En cierto momento, allá por los años 2000, fue una suerte de batalla. Algunos críticos, una cierta parte de la sommelería, también un grupo de enólogos y dueños de bodegas, nos manifestamos contra el exceso del alcohol en los vinos porque, claro, el asunto se estaba saliendo de control. Hace veinte años no era raro encontrarse con un malbec de quince grados, incluso de dieciséis. Y a nadie parecía molestarle. De hecho, todo lo contrario. Colegas periodistas, sommeliers, dueños de bodegas, enólogos parecían nadar felices en ese mar de vinos alcohólicos, dulces. Mendoza en particular -pero toda Sudamérica en general- estaba embriagada con esos tintos que parecían dulce de leche.
En esos años la lucha tenía más bien un tinte ideológico. Para mí, el exceso de alcohol lo que hacía y lo que hace es estandarizar. No me vengas con la palabrita terroir si cosechas para vinos de quince grados de alcohol porque a ese octanaje todo sabe igual, no importa si es malbec o syrah y menos importa si viene de Gualtallary o de Rivadavia. Es el efecto del alcohol que todo lo calienta y todo lo endulza. Pero, como digo, esa fue una batalla más bien de ideas. Y, aunque suena algo pedante, los que estábamos por los vinos más frescos, como menos grado, pero también con menos barrica y menos extracción (la brutal sangría que embruteció por años a los malbec argentinos) terminamos ganando la batalla.

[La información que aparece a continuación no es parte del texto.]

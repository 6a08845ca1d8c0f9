use std::io;
use thiserror::Error;
use msgbox::IconType;
use std::fmt::Display;
use std::str::Utf8Error;
use btleplug;
use iced;
use serde_json;

#[derive(Error, Debug)]
pub enum ConfigError {
    #[error("Failed to determine path to config file")]
    NoConfigPath,

    #[error("Failed to acquire file lock on config file: {source}")]
    CanNotLock { source: io::Error },

    #[error("Failed to encode/decode config as utf-8: {source}")]
    Utf8Error { #[from] source: Utf8Error },

    #[error("Failed to read/write config file: {source}")]
    IOError { #[from] source: io::Error },

    #[error("Failed to parse/build config file: {source}")]
    JsonError { #[from] source: serde_json::Error },
}

impl ConfigError {
    pub fn is_file_not_found_error(&self) -> bool {
        match self {
            ConfigError::IOError { source } => source.kind() == io::ErrorKind::NotFound,
            _ => false,
        }
    }
}

#[derive(Error, Debug)]
pub enum AppRunError {
    #[error("Failed to start application (iced): {source}")]
    Iced { #[from] source: iced::Error },

    #[error("Failed to start application (config): {source}")]
    ConfigError { #[from] source: ConfigError },
}

/// Everything that can go wrong while talking to the radio.
#[derive(Error, Debug)]
pub enum LinkError {
    #[error("Bluetooth is not available on this system")]
    EnvironmentUnsupported,

    #[error("Linking was cancelled")]
    UserCancelled,

    #[error("Connecting to the radio failed: {reason}")]
    ConnectionFailed { reason: String },

    #[error("A required bluetooth characteristic is not available")]
    MissingCharacteristic,

    #[error("Not connected to the radio")]
    NotConnected,

    #[error("Writing to the command characteristic failed: {reason}")]
    WriteFailed { reason: String },

    #[error("Error communicating with device (btleplug): {source}")]
    Btle { #[from] source: btleplug::Error },
}

impl LinkError {
    /// Bluetooth itself is missing or forbidden, so retrying cannot help.
    pub fn is_environment_error(&self) -> bool {
        match self {
            LinkError::EnvironmentUnsupported => true,
            LinkError::Btle { source: btleplug::Error::PermissionDenied } => true,
            _ => false,
        }
    }
}

#[derive(Error, Debug)]
pub enum PlaybackError {
    #[error("Refusing to play a non-http stream: {url}")]
    NotHttp { url: String },

    #[error("Failed to start the audio player: {source}")]
    Spawn { #[from] source: io::Error },
}

pub fn error_msgbox<T: Display>(message: &'static str, error: &T) {
    let message = format!("{}: {}", message, error);
    eprintln!("{}", &message);
    if let Err(err) = msgbox::create(concat!("DexRadio Remote ", env!("CARGO_PKG_VERSION")), &message, IconType::Error) {
        eprintln!("Failed to create msgbox: {:?}", err);
    }
}
impl RemoteApplication {
    fn before_close(&mut self) {
        self.app_cancel.cancel();
    }

    fn load_config(&self) -> Command<Message> {
        let config_io = self.config_io.clone();

        let fut = async move {
            match config_io.read().await {
                Ok(config) => (config, None),
                Err(err) => {
                    if err.is_file_not_found_error() {
                        info!("Config file not found, using defaults");
                        (Config::default(), None)
                    } else {
                        error!("Failed to load config: {:?}", &err);
                        (Config::default(), Some(format!("Failed to load config: {}", &err)))
                    }
                }
            }
        };

        Command::perform(fut, Message::ConfigLoadComplete)
    }

    fn save_config(&self) -> Command<Message> {
        let Some(config) = self.config.clone() else {
            return Command::none();
        };
        let config_io = self.config_io.clone();

        let fut = async move {
            match config_io.save(config).await {
                Ok(_) => None,
                Err(err) => {
                    error!("Failed to save config: {:?}", &err);
                    Some(format!("Failed to save config: {}", &err))
                },
            }
        };

        Command::perform(fut, Message::ConfigSaveComplete)
    }

    fn send_intent(&self, intent: Intent) {
        match &self.intents {
            Some(sender) => {
                if let Err(err) = sender.unbounded_send(intent) {
                    warn!("Session is not running, dropping {:?}", err.into_inner());
                }
            },
            None => warn!("Session not started yet, dropping {:?}", intent),
        }
    }

    fn apply_session_event(&mut self, event: SessionEvent) {
        match event {
            SessionEvent::Ready(sender) => {
                info!("Session ready");
                self.intents = Some(sender);
            },
            SessionEvent::View(updates) => {
                for update in updates {
                    update.apply(&mut self.display);
                }
                self.notices.append(&mut self.display.notices);
            },
            SessionEvent::KnobAngle(angle) => {
                self.knob_angle = angle;
            },
        }
    }

    fn station_at(&self, position: usize) -> Option<Station> {
        self.display.stations.get(position).cloned()
    }

    fn header(&self) -> Element<Message> {
        let status_color = match self.display.status {
            LinkStatus::Online => AMBER,
            LinkStatus::LinkLost | LinkStatus::CommandFailed => NEEDLE_RED,
            LinkStatus::Linking | LinkStatus::Offline => DIM,
        };

        let link_button = if self.display.connect_visible {
            button(text("CONNECT")).style(theme::Button::Primary).on_press(Message::ConnectPress)
        } else {
            button(text("UNLINK")).style(theme::Button::Secondary).on_press(Message::UnlinkPress)
        };

        let tabs = Row::with_children(
            Tab::ALL
                .iter()
                .map(|tab| {
                    button(text(tab.title()))
                        .style(if *tab == self.tab { theme::Button::Primary } else { theme::Button::Secondary })
                        .on_press(Message::TabSelected(*tab))
                })
                .map(Element::from)
        ).spacing(10);

        column![
            row![
                text(self.display.status.text()).style(status_color).size(18),
                Space::with_width(Length::Fill),
                link_button,
            ].align_items(Alignment::Center),
            tabs,
            horizontal_rule(10),
        ]
        .spacing(10)
        .into()
    }

    fn radio_tab(&self) -> Element<Message> {
        let position = self.display.dial_position();
        let first = position.saturating_sub(DIAL_WINDOW);

        let dial = Row::with_children(
            self.display.dial
                .iter()
                .skip(first)
                .take(DIAL_WINDOW * 2 + 1)
                .map(|entry| {
                    container(text(&entry.label).size(14))
                        .padding(8)
                        .width(Length::Fixed(110.0))
                        .style(theme::Container::Custom(Box::new(DialItemStyleSheet { active: entry.active })))
                })
                .map(Element::from)
        ).spacing(10);

        column![
            text(&self.display.now_playing).size(24).style(AMBER),
            dial,
            Canvas::new(Knob { angle: self.knob_angle })
                .width(Length::Fixed(200.0))
                .height(Length::Fixed(200.0)),
            text("VOLUME").size(12).style(DIM),
        ]
        .spacing(30)
        .align_items(Alignment::Center)
        .width(Length::Fill)
        .into()
    }

    fn stations_tab(&self) -> Element<Message> {
        let station_row = |position: usize, station: &Station| -> Element<Message> {
            row![
                button(
                    column![
                        text(&station.name),
                        text(&station.url).size(11).style(DIM),
                    ]
                )
                .style(theme::Button::Custom(Box::new(TextButtonStyleSheet)))
                .width(Length::Fill)
                .on_press(Message::StationPress(position)),

                button(text("PLAY HERE").size(12))
                    .style(theme::Button::Secondary)
                    .on_press(Message::PlayLocallyPress(position)),

                // the radio deletes by index, a station without one cannot be deleted
                button(text("X").size(12))
                    .style(theme::Button::Destructive)
                    .on_press_maybe(station.index.map(|_| Message::DeletePress(position))),
            ]
            .align_items(Alignment::Center)
            .spacing(10)
            .into()
        };

        let list = Column::with_children(
            self.display.stations
                .iter()
                .enumerate()
                .map(|(position, station)| station_row(position, station))
        ).spacing(8);

        let mut add_button = button(text("ADD STATION")).style(theme::Button::Positive);
        if !self.forms.new_station_name.is_empty() && !self.forms.new_station_url.is_empty() {
            add_button = add_button.on_press(Message::AddStationPress);
        }

        column![
            scrollable(list).height(Length::Fill),
            horizontal_rule(10),
            text_input("Station name", &self.forms.new_station_name)
                .on_input(|value| Message::FormChange(FormChange::NewStationName(value))),
            text_input("Stream url", &self.forms.new_station_url)
                .on_input(|value| Message::FormChange(FormChange::NewStationUrl(value))),
            add_button,
        ]
        .spacing(10)
        .into()
    }

    fn settings_tab(&self) -> Element<Message> {
        column![
            text("BUFFER SIZE").size(12).style(DIM),
            row![
                text_input("bytes", &self.forms.buffer_size)
                    .on_input(|value| Message::FormChange(FormChange::BufferSize(value))),
                button(text("SAVE")).on_press(Message::SaveBufferPress),
            ].spacing(10),

            horizontal_rule(10),

            text("WIFI").size(12).style(DIM),
            text_input("SSID", &self.forms.wifi_ssid)
                .on_input(|value| Message::FormChange(FormChange::WifiSsid(value))),
            text_input("Password", &self.forms.wifi_password)
                .secure(true)
                .on_input(|value| Message::FormChange(FormChange::WifiPassword(value))),
            button(text("SEND TO RADIO")).on_press(Message::SendWifiPress),
        ]
        .spacing(10)
        .into()
    }
}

O, al menos, eso es lo que pensamos.
Debo aclarar que mi fantasía personal era que se volviera a los alcoholes del pasado, esos doce o trece grados (si es que alguna vez los hubo) que daban vinos jugosos y refrescante, tintos que efectivamente uno pudiera beber y no temer por un coma alcohólico. Tintos ligeros para refrescar el gaznate, para que el asado no se quede atragantado en la garganta. ¿Porque para eso es el vino, a fin de cuentas, no? Para que comamos sin que se nos seque la boca con el corte de entraña. En un afán reduccionista, por ahí andaría el asunto. Pero obvio, mi fantasía personal no se cumplió y hoy vamos volviendo (vía calentamiento global, vía el estilo de vinos que les gusta a los chinos) a esos tintos alcohólicos del pasado. Menos madera, eso sí; sin esas sangrías brutales, pero con alcoholes que pasan de los 14.5 y nadie parece arrugarse.
El problema, y con esto termino, es que ya el tema no es sólo una batalla ideológica, sino que también comercial y cultural. Vean el nivel de impuestos que el mercado británico está poniendo por cada gradito más de alcohol que llevan los malbec y se harán una idea del problema. Y vean también esa actitud casi política de mucha gente en contra del alcohol, de cualquier alcohol ya sea que venga de fermentar papas, uvas o cebada. Gente joven que ve el grado de alcohol en su tinto antes de comprarlo en el supermercado porque tiene más calorías, porque es malo para la salud, porque mañana tienen que correr la maratón de Chicago.
Y sí, el alcohol estandariza, hace que todo parezca dulce y pesado, el sentido de lugar del vino se va al tacho de la basura. Pero también es un problema comercial. Nos llenamos la boca hablando de cómo conquistar al consumidor joven porque el vino está en crisis. Pues bien, se me ocurre que se cosechen las uvas más temprano, por ejemplo.